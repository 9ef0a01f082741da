use std::env;
use std::net::SocketAddr;
use std::path::PathBuf;

use anyhow::{Context, Result};
use clap::Parser;
use esprit_engine::GenerationParams;

pub const DEFAULT_CATALOG_PATH: &str = "src/data/mythology_data.json";
pub const DEFAULT_GENERATED_DIR: &str = "public/generated_images";
pub const DEFAULT_PROVIDER: &str = "imagen";
pub const DEFAULT_HOST: &str = "0.0.0.0";
pub const DEFAULT_PORT: u16 = 7860;

#[derive(Debug, Clone, Default, Parser)]
pub struct CatalogArgs {
    /// Catalog document (env: ESPRIT_CATALOG)
    #[arg(long)]
    pub catalog: Option<PathBuf>,
}

#[derive(Debug, Clone, Default, Parser)]
pub struct EngineArgs {
    #[command(flatten)]
    pub catalog: CatalogArgs,
    /// Directory generated images are written to (env: ESPRIT_GENERATED_DIR)
    #[arg(long)]
    pub generated_dir: Option<PathBuf>,
    /// Image provider name, `imagen` or `dryrun` (env: ESPRIT_PROVIDER)
    #[arg(long)]
    pub provider: Option<String>,
    /// Append generation events to this JSONL file (env: ESPRIT_EVENTS_PATH)
    #[arg(long)]
    pub events: Option<PathBuf>,
}

#[derive(Debug, Clone, PartialEq)]
pub struct EngineConfig {
    pub catalog_path: PathBuf,
    pub generated_dir: PathBuf,
    pub provider: String,
    pub events_path: Option<PathBuf>,
    pub params: GenerationParams,
}

#[derive(Debug, Clone, PartialEq)]
pub struct ServeConfig {
    pub engine: EngineConfig,
    pub addr: SocketAddr,
}

impl CatalogArgs {
    pub fn catalog_path(&self) -> PathBuf {
        self.catalog
            .clone()
            .or_else(|| non_empty_env("ESPRIT_CATALOG").map(PathBuf::from))
            .unwrap_or_else(|| PathBuf::from(DEFAULT_CATALOG_PATH))
    }
}

impl EngineConfig {
    pub fn resolve(args: &EngineArgs) -> Self {
        let defaults = GenerationParams::default();
        Self {
            catalog_path: args.catalog.catalog_path(),
            generated_dir: args
                .generated_dir
                .clone()
                .or_else(|| non_empty_env("ESPRIT_GENERATED_DIR").map(PathBuf::from))
                .unwrap_or_else(|| PathBuf::from(DEFAULT_GENERATED_DIR)),
            provider: args
                .provider
                .clone()
                .or_else(|| non_empty_env("ESPRIT_PROVIDER"))
                .unwrap_or_else(|| DEFAULT_PROVIDER.to_string()),
            events_path: args
                .events
                .clone()
                .or_else(|| non_empty_env("ESPRIT_EVENTS_PATH").map(PathBuf::from)),
            params: GenerationParams {
                model: non_empty_env("IMAGEN_MODEL").unwrap_or(defaults.model),
                aspect_ratio: non_empty_env("IMAGEN_ASPECT_RATIO").unwrap_or(defaults.aspect_ratio),
                safety_filter_level: non_empty_env("IMAGEN_SAFETY_LEVEL")
                    .unwrap_or(defaults.safety_filter_level),
                person_generation: non_empty_env("IMAGEN_PERSON_GENERATION")
                    .unwrap_or(defaults.person_generation),
                language: non_empty_env("IMAGEN_LANGUAGE").unwrap_or(defaults.language),
            },
        }
    }
}

impl ServeConfig {
    pub fn resolve(engine: &EngineArgs, host: Option<&str>, port: Option<u16>) -> Result<Self> {
        let host = host
            .map(str::to_string)
            .or_else(|| non_empty_env("HOST"))
            .unwrap_or_else(|| DEFAULT_HOST.to_string());
        let port = match port {
            Some(port) => port,
            None => match non_empty_env("PORT") {
                Some(raw) => raw
                    .parse::<u16>()
                    .with_context(|| format!("PORT must be a port number, got '{raw}'"))?,
                None => DEFAULT_PORT,
            },
        };
        let addr = format!("{host}:{port}")
            .parse::<SocketAddr>()
            .with_context(|| format!("invalid listen address {host}:{port}"))?;
        Ok(Self {
            engine: EngineConfig::resolve(engine),
            addr,
        })
    }
}

fn non_empty_env(key: &str) -> Option<String> {
    env::var(key)
        .ok()
        .map(|value| value.trim().to_string())
        .filter(|value| !value.is_empty())
}

#[cfg(test)]
mod tests {
    use std::path::PathBuf;

    use super::{CatalogArgs, EngineArgs, EngineConfig, ServeConfig};

    #[test]
    fn explicit_args_win() -> anyhow::Result<()> {
        let args = EngineArgs {
            catalog: CatalogArgs {
                catalog: Some(PathBuf::from("/data/catalog.json")),
            },
            generated_dir: Some(PathBuf::from("/data/images")),
            provider: Some("dryrun".to_string()),
            events: Some(PathBuf::from("/data/events.jsonl")),
        };
        let config = ServeConfig::resolve(&args, Some("127.0.0.1"), Some(8080))?;
        assert_eq!(config.addr.to_string(), "127.0.0.1:8080");
        assert_eq!(config.engine.catalog_path, PathBuf::from("/data/catalog.json"));
        assert_eq!(config.engine.generated_dir, PathBuf::from("/data/images"));
        assert_eq!(config.engine.provider, "dryrun");
        assert_eq!(
            config.engine.events_path,
            Some(PathBuf::from("/data/events.jsonl"))
        );
        Ok(())
    }

    #[test]
    fn generation_params_are_never_blank() {
        let config = EngineConfig::resolve(&EngineArgs::default());
        assert!(!config.params.aspect_ratio.is_empty());
        assert!(!config.params.safety_filter_level.is_empty());
    }

    #[test]
    fn bad_host_is_rejected() {
        assert!(ServeConfig::resolve(&EngineArgs::default(), Some("not a host"), Some(1)).is_err());
    }
}
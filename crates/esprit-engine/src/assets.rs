use std::path::{Path, PathBuf};

use anyhow::{bail, Context, Result};
use esprit_contracts::catalog::{write_atomic, DEFAULT_STYLE};

pub const DEFAULT_URL_PREFIX: &str = "/generated_images";

/// Where generated images end up. Returns the public URL of the stored file.
pub trait AssetStore: Send + Sync {
    fn store(&self, file_name: &str, bytes: &[u8]) -> Result<String>;
}

/// Filesystem/URL-safe form of an entity name.
pub fn entity_slug(entity_name: &str) -> String {
    entity_name.to_lowercase().replace(' ', "_").replace('/', "-")
}

/// `slug.png` for the default style, `slug_<style>.png` otherwise.
pub fn asset_file_name(entity_name: &str, style_id: &str) -> String {
    let slug = entity_slug(entity_name);
    if style_id == DEFAULT_STYLE {
        format!("{slug}.png")
    } else {
        format!("{slug}_{style_id}.png")
    }
}

#[derive(Debug, Clone)]
pub struct LocalAssetStore {
    root: PathBuf,
    url_prefix: String,
}

impl LocalAssetStore {
    pub fn new(root: impl Into<PathBuf>) -> Self {
        Self::with_url_prefix(root, DEFAULT_URL_PREFIX)
    }

    pub fn with_url_prefix(root: impl Into<PathBuf>, url_prefix: impl Into<String>) -> Self {
        Self {
            root: root.into(),
            url_prefix: url_prefix.into().trim_end_matches('/').to_string(),
        }
    }

    pub fn root(&self) -> &Path {
        &self.root
    }

    /// Resolves a served file name inside the root, refusing anything that
    /// would escape it.
    pub fn resolve(&self, file_name: &str) -> Option<PathBuf> {
        let valid = !file_name.is_empty()
            && !file_name.contains("..")
            && !file_name.contains('/')
            && !file_name.contains('\\');
        valid.then(|| self.root.join(file_name))
    }
}

impl AssetStore for LocalAssetStore {
    fn store(&self, file_name: &str, bytes: &[u8]) -> Result<String> {
        let Some(path) = self.resolve(file_name) else {
            bail!("refusing to store asset under unsafe name '{file_name}'");
        };
        write_atomic(&path, bytes).with_context(|| format!("failed to write {}", path.display()))?;
        Ok(format!("{}/{}", self.url_prefix, file_name))
    }
}

#[cfg(test)]
mod tests {
    use super::{asset_file_name, entity_slug, AssetStore, LocalAssetStore};

    #[test]
    fn slug_lowercases_and_replaces_separators() {
        assert_eq!(entity_slug("Shango"), "shango");
        assert_eq!(entity_slug("Mami Wata"), "mami_wata");
        assert_eq!(entity_slug("Oshun/Yemoja Pair"), "oshun-yemoja_pair");
    }

    #[test]
    fn file_name_depends_on_style() {
        assert_eq!(asset_file_name("CanonEntity", "photoreal"), "canonentity.png");
        assert_eq!(asset_file_name("MangaEntity", "manga"), "mangaentity_manga.png");
    }

    #[test]
    fn local_store_writes_bytes_and_returns_url() -> anyhow::Result<()> {
        let temp = tempfile::tempdir()?;
        let root = temp.path().join("generated_images");
        let store = LocalAssetStore::new(&root);
        let url = store.store("shango.png", b"image")?;
        assert_eq!(url, "/generated_images/shango.png");
        assert_eq!(std::fs::read(root.join("shango.png"))?, b"image".to_vec());

        let overwritten = store.store("shango.png", b"second")?;
        assert_eq!(overwritten, url);
        assert_eq!(std::fs::read(root.join("shango.png"))?, b"second".to_vec());
        Ok(())
    }

    #[test]
    fn local_store_rejects_traversal() -> anyhow::Result<()> {
        let temp = tempfile::tempdir()?;
        let store = LocalAssetStore::with_url_prefix(temp.path(), "https://cdn.example/img/");
        assert!(store.store("../escape.png", b"x").is_err());
        assert!(store.resolve("nested/file.png").is_none());
        assert_eq!(
            store.store("oya.png", b"x")?,
            "https://cdn.example/img/oya.png"
        );
        Ok(())
    }

    #[cfg(unix)]
    #[test]
    fn stored_images_stay_world_readable() -> anyhow::Result<()> {
        use std::os::unix::fs::PermissionsExt;

        let temp = tempfile::tempdir()?;
        let store = LocalAssetStore::new(temp.path());
        let mode = |name: &str| -> anyhow::Result<u32> {
            Ok(std::fs::metadata(temp.path().join(name))?.permissions().mode() & 0o777)
        };

        store.store("shango.png", b"first")?;
        assert_eq!(mode("shango.png")?, 0o644);

        std::fs::set_permissions(
            temp.path().join("shango.png"),
            std::fs::Permissions::from_mode(0o664),
        )?;
        store.store("shango.png", b"second")?;
        assert_eq!(mode("shango.png")?, 0o664);
        Ok(())
    }
}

+ + + + +

Task statement. Wherever a line contains the string "GenerationParams", copy that line from the data.

Answer section.
use esprit_engine::GenerationParams;
    pub params: GenerationParams,
        let defaults = GenerationParams::default();
            params: GenerationParams {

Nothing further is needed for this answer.